Jejak-jejak masa kecilnya tertoreh di bangku sekolah dasar yang sering ditinggalkannya demi menggenggam secercah asa, membantu ibu dan saudara perempuannya membersihkan toilet demi sesuap nasi.
Luka di lengan kirinya bukan hanya menyakitkan fisik, tapi juga membebaskannya dari wajib militer—sebuah ironi pahit yang menguji keteguhan hatinya. Di tengah perundungan dan keputusasaan, Lee sempat terjerembab ke jurang putus asa, dua kali mencoba mengakhiri hidup, namun cahaya harapan tetap memanggilnya kembali.

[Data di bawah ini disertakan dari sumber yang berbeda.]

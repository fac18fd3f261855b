//! The effect chain.
//!
//! Effects transform an interleaved `i16` block and return the span holding the result. Every
//! effect here works in place, but the `Span -> Span` shape lets an effect relocate its output
//! the way the mixer and resampler do.
//!
//! Front ends describe the chain as a list of `EffectSpec`s, e.g.
//! `[{"name": "equalizer", "gains": [0, 0, 3, 0, 0, 0, 0, 0, 0, 0]}]`.

pub mod bass_boost;
pub mod biquad;
pub mod equalizer;
pub mod noise_sharpening;

use serde::{Deserialize, Serialize};
use tracing::trace;

use crate::arena::{SampleArena, Span};
use crate::error::Result;

pub use bass_boost::BassBoost;
pub use equalizer::Equalizer;
pub use noise_sharpening::NoiseSharpening;

pub trait Effect: Send {
    fn name(&self) -> &'static str;

    /// Whether applying the effect would change anything. Ineffective effects are skipped.
    fn is_effective(&self) -> bool;

    fn apply(
        &mut self,
        arena: &mut SampleArena,
        channel_count: u16,
        sample_rate: u32,
        span: Span,
    ) -> Result<Span>;

    /// Forget filter history (e.g. after a seek).
    fn reset(&mut self) {}
}

/// Serializable description of one effect.
#[derive(Debug, Clone, PartialEq, Serialize, Deserialize)]
#[serde(tag = "name", rename_all = "kebab-case")]
pub enum EffectSpec {
    NoiseSharpening {
        #[serde(rename = "effectSize", alias = "effect_size")]
        effect_size: f64,
    },
    BassBoost {
        #[serde(rename = "effectSize", alias = "effect_size")]
        effect_size: f64,
    },
    Equalizer {
        gains: [f64; equalizer::BAND_COUNT],
    },
}

impl EffectSpec {
    pub fn build(&self) -> Box<dyn Effect> {
        match self {
            Self::NoiseSharpening { effect_size } => Box::new(NoiseSharpening::new(*effect_size)),
            Self::BassBoost { effect_size } => Box::new(BassBoost::new(*effect_size)),
            Self::Equalizer { gains } => Box::new(Equalizer::new(*gains)),
        }
    }
}

/// Effects applied in registration order.
#[derive(Default)]
pub struct Effects {
    effects: Vec<Box<dyn Effect>>,
}

impl Effects {
    pub fn new() -> Self {
        Self::default()
    }

    pub fn from_specs(specs: &[EffectSpec]) -> Self {
        Self {
            effects: specs.iter().map(EffectSpec::build).collect(),
        }
    }

    pub fn push(&mut self, effect: Box<dyn Effect>) {
        self.effects.push(effect);
    }

    pub fn len(&self) -> usize {
        self.effects.len()
    }

    pub fn is_empty(&self) -> bool {
        self.effects.is_empty()
    }

    pub fn apply(
        &mut self,
        arena: &mut SampleArena,
        channel_count: u16,
        sample_rate: u32,
        mut span: Span,
    ) -> Result<Span> {
        for effect in self.effects.iter_mut().filter(|e| e.is_effective()) {
            trace!(effect = effect.name(), bytes = span.byte_length, "applying effect");
            span = effect.apply(arena, channel_count, sample_rate, span)?;
        }
        Ok(span)
    }

    pub fn reset(&mut self) {
        self.effects.iter_mut().for_each(|e| e.reset());
    }
}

Pendidikan menjadi pelita yang menuntunnya keluar dari gelap. Berkat beasiswa, Lee Jae-myung menapak ke Universitas Chung-Ang Seoul, lalu menjadi pengacara dan aktivis HAM, suara bagi mereka yang terpinggirkan.
Dalam pilpres Selasa (3/5/25), Lee Jae-myung menang mutlak dengan perolehan 96,74 persen suara. Dalam pidato kemenangan, Lee menegaskan panggilan hati untuk bersatu, membuka lembaran baru dan menata masa depan damai bersama Korea Utara.
“Untuk menemukan jalan menuju hidup berdampingan secara damai dan kemakmuran bersama,” ucap Lee Jae-myung, menutup babak lama dan mengawali cerita baru sebagai seorang presiden. (P-Khalied Malvino)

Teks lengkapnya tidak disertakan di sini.